Outro testemunho da proximidade dos dois poetas são duas cartas enviadas por Pessoa a Botto durante a viagem que fez no início de 1927 com o infante D. Luis Fernando de Orleans y Borbón. Estas missivas, que se destacam “pela sua leveza elétrica”, foram dadas a conhecer por Jerónimo Pizarro e Nuno Ribeiro na edição de Canções que saiu em 2010 pela editora Guimarães, que continha a tradução dos poemas feita por Fernando Pessoa.

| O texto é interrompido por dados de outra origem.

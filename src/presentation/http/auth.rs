use axum::extract::FromRequestParts;
use axum::extract::rejection::JsonRejection;
use axum::http::request::Parts;
use axum::http::{HeaderMap, HeaderValue, header};
use axum::{
    Json, Router,
    extract::State,
    routing::{get, post},
};
use jsonwebtoken::{DecodingKey, EncodingKey, Header, Validation};
use serde::{Deserialize, Serialize};
use utoipa::ToSchema;
use uuid::Uuid;

use crate::application::access::Viewer;
use crate::application::use_cases::auth::login::{Login as LoginUc, LoginRequest as LoginDto};
use crate::application::use_cases::auth::me::GetMe;
use crate::bootstrap::app_context::AppContext;
use crate::bootstrap::config::Config;
use crate::domain::accounts::profile::Account;
use crate::domain::accounts::user::Role;
use crate::presentation::http::StatusResponse;
use crate::presentation::http::error::{ApiError, ApiResult};

pub const ACCESS_COOKIE: &str = "access_token";

#[derive(Debug, Deserialize, ToSchema)]
pub struct LoginRequest {
    pub username: String,
    pub password: String,
}

/// The signed-in account as the frontend sees it.
#[derive(Debug, Serialize, ToSchema)]
pub struct SessionUser {
    pub id: Uuid,
    pub username: String,
    pub full_name: String,
    pub role: Role,
    pub team_id: Option<Uuid>,
}

impl From<&Account> for SessionUser {
    fn from(account: &Account) -> Self {
        SessionUser {
            id: account.user.id,
            username: account.user.username.clone(),
            full_name: account.user.full_name(),
            role: account.effective_role(),
            team_id: account.team_id,
        }
    }
}

#[derive(Debug, Serialize, ToSchema)]
pub struct LoginResponse {
    pub id: Uuid,
    pub username: String,
    pub full_name: String,
    pub role: Role,
    pub team_id: Option<Uuid>,
    pub access_token: String,
}

#[derive(Debug, Serialize, Deserialize)]
pub struct Claims {
    pub sub: String,
    pub exp: usize,
}

pub fn routes(ctx: AppContext) -> Router {
    Router::new()
        .route("/login", post(login))
        .route("/logout", post(logout))
        .route("/me", get(me))
        .with_state(ctx)
}

#[utoipa::path(post, path = "/api/login", tag = "Auth", request_body = LoginRequest, security(()), responses(
    (status = 200, body = LoginResponse),
    (status = 400, body = crate::presentation::http::error::ErrorBody)
))]
pub async fn login(
    State(ctx): State<AppContext>,
    payload: Result<Json<LoginRequest>, JsonRejection>,
) -> ApiResult<(HeaderMap, Json<LoginResponse>)> {
    let Json(req) = payload?;
    let repo = ctx.user_repo();
    let uc = LoginUc {
        repo: repo.as_ref(),
    };
    let dto = LoginDto {
        username: req.username,
        password: req.password,
    };
    let Some(account) = uc.execute(&dto).await? else {
        tracing::info!(username = %dto.username, "login_failed");
        return Err(ApiError::bad_request("Invalid credentials"));
    };
    let token = issue_token(&ctx.cfg, account.user.id)?;
    tracing::info!(user_id = %account.user.id, role = %account.effective_role(), "login_succeeded");

    let mut headers = HeaderMap::new();
    let cookie = build_access_cookie(&token, ctx.cfg.jwt_expires_secs, secure_cookies(&ctx.cfg));
    headers.insert(
        header::SET_COOKIE,
        HeaderValue::from_str(&cookie).map_err(|e| ApiError::Internal(e.into()))?,
    );

    let user = SessionUser::from(&account);
    Ok((
        headers,
        Json(LoginResponse {
            id: user.id,
            username: user.username,
            full_name: user.full_name,
            role: user.role,
            team_id: user.team_id,
            access_token: token,
        }),
    ))
}

#[utoipa::path(post, path = "/api/logout", tag = "Auth", responses((status = 200, body = StatusResponse)))]
pub async fn logout(
    State(ctx): State<AppContext>,
    CurrentUser(account): CurrentUser,
) -> ApiResult<(HeaderMap, Json<StatusResponse>)> {
    let mut headers = HeaderMap::new();
    let cookie = if secure_cookies(&ctx.cfg) {
        "access_token=; HttpOnly; Secure; Path=/; Max-Age=0; SameSite=Lax"
    } else {
        "access_token=; HttpOnly; Path=/; Max-Age=0; SameSite=Lax"
    };
    headers.insert(header::SET_COOKIE, HeaderValue::from_static(cookie));
    tracing::info!(user_id = %account.user.id, "logout");
    Ok((headers, Json(StatusResponse::new("logged out"))))
}

#[utoipa::path(get, path = "/api/me", tag = "Auth", responses((status = 200, body = SessionUser)))]
pub async fn me(CurrentUser(account): CurrentUser) -> Json<SessionUser> {
    Json(SessionUser::from(&account))
}

// --- Bearer extractor & JWT utils ---

pub struct Bearer(pub String);

#[axum::async_trait]
impl<S> FromRequestParts<S> for Bearer
where
    S: Send + Sync,
{
    type Rejection = ApiError;

    async fn from_request_parts(parts: &mut Parts, _state: &S) -> Result<Self, Self::Rejection> {
        // Authorization header wins over the cookie
        if let Some(auth) = parts
            .headers
            .get(header::AUTHORIZATION)
            .and_then(|v| v.to_str().ok())
        {
            if let Some(t) = auth.strip_prefix("Bearer ") {
                return Ok(Bearer(t.trim().to_string()));
            }
        }
        if let Some(cookie_hdr) = parts
            .headers
            .get(header::COOKIE)
            .and_then(|v| v.to_str().ok())
        {
            if let Some(token) = get_cookie(cookie_hdr, ACCESS_COOKIE) {
                return Ok(Bearer(token));
            }
        }
        Err(ApiError::Unauthorized)
    }
}

/// The authenticated, active account behind the request's session.
pub struct CurrentUser(pub Account);

impl CurrentUser {
    pub fn viewer(&self) -> Viewer {
        Viewer::from(&self.0)
    }
}

#[axum::async_trait]
impl FromRequestParts<AppContext> for CurrentUser {
    type Rejection = ApiError;

    async fn from_request_parts(
        parts: &mut Parts,
        ctx: &AppContext,
    ) -> Result<Self, Self::Rejection> {
        let bearer = Bearer::from_request_parts(parts, ctx).await?;
        let user_id = validate_token(&ctx.cfg, &bearer.0)?;
        let repo = ctx.user_repo();
        let account = GetMe {
            repo: repo.as_ref(),
        }
        .execute(user_id)
        .await?
        .ok_or(ApiError::Unauthorized)?;
        Ok(CurrentUser(account))
    }
}

pub fn issue_token(cfg: &Config, user_id: Uuid) -> anyhow::Result<String> {
    let now = chrono::Utc::now().timestamp();
    let claims = Claims {
        sub: user_id.to_string(),
        exp: (now + cfg.jwt_expires_secs.max(0)) as usize,
    };
    let token = jsonwebtoken::encode(
        &Header::default(),
        &claims,
        &EncodingKey::from_secret(cfg.jwt_secret.as_bytes()),
    )?;
    Ok(token)
}

pub fn validate_token(cfg: &Config, token: &str) -> Result<Uuid, ApiError> {
    let data = jsonwebtoken::decode::<Claims>(
        token,
        &DecodingKey::from_secret(cfg.jwt_secret.as_bytes()),
        &Validation::default(),
    )
    .map_err(|_| ApiError::Unauthorized)?;
    Uuid::parse_str(&data.claims.sub).map_err(|_| ApiError::Unauthorized)
}

// --- Cookie helpers ---

fn secure_cookies(cfg: &Config) -> bool {
    cfg.frontend_url
        .as_deref()
        .is_some_and(|u| u.starts_with("https://"))
}

fn get_cookie(cookie_header: &str, name: &str) -> Option<String> {
    cookie_header.split(';').find_map(|part| {
        let (k, v) = part.trim().split_once('=')?;
        (k.trim() == name).then(|| v.trim().to_string())
    })
}

fn build_access_cookie(token: &str, max_age_secs: i64, secure: bool) -> String {
    let secure_attr = if secure { "; Secure" } else { "" };
    format!(
        "{ACCESS_COOKIE}={}; HttpOnly{}; Path=/; Max-Age={}; SameSite=Lax",
        token,
        secure_attr,
        max_age_secs.max(0)
    )
}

Na opinião de Anna Klobucka, esta nunca “foi analisada em pormenor”. “Trata-se do maior volume de poesia homoerótica produzido por Pessoa, se entendermos que a tradução representa também o ato de produção e não apenas de reprodução literária”, afirmou a investigadora.

No que diz respeito às cartas, além de conterem observações feitas por Pessoa sobre “um poema homoerótico” que deveria ter sido incluído em Olympiadas (1927) mas que acabou por só sair mais tarde, em O Livro do Povo (1944), estas estão cheias de “nacos saborosos de comentários sobre amigos em comum”, nomeadamente Raul Leal, que projetam “uma voz pessoana distinta e única, não apenas por ser brincalhona, mas por aplicar este discurso às referências homoeróticas que populam as duas cartas de António Botto”.

Dando como exemplo os poemas “Faz-me pena dizendo” de Botto e “Olha, Daisy quando eu morrer tu hás-de” de Álvaro de Campos, que Klobucka acredita dialogar “com o modelo bottiano” de uma “forma mais complexa”, a investigadora afirmou que, ao contrário do que muitas vezes tem sido sustentado, existiu uma “interação complexa” entre os dois poetas e que “ambos amigos” beneficiaram “de forma igual e recíproca” dessa amizade.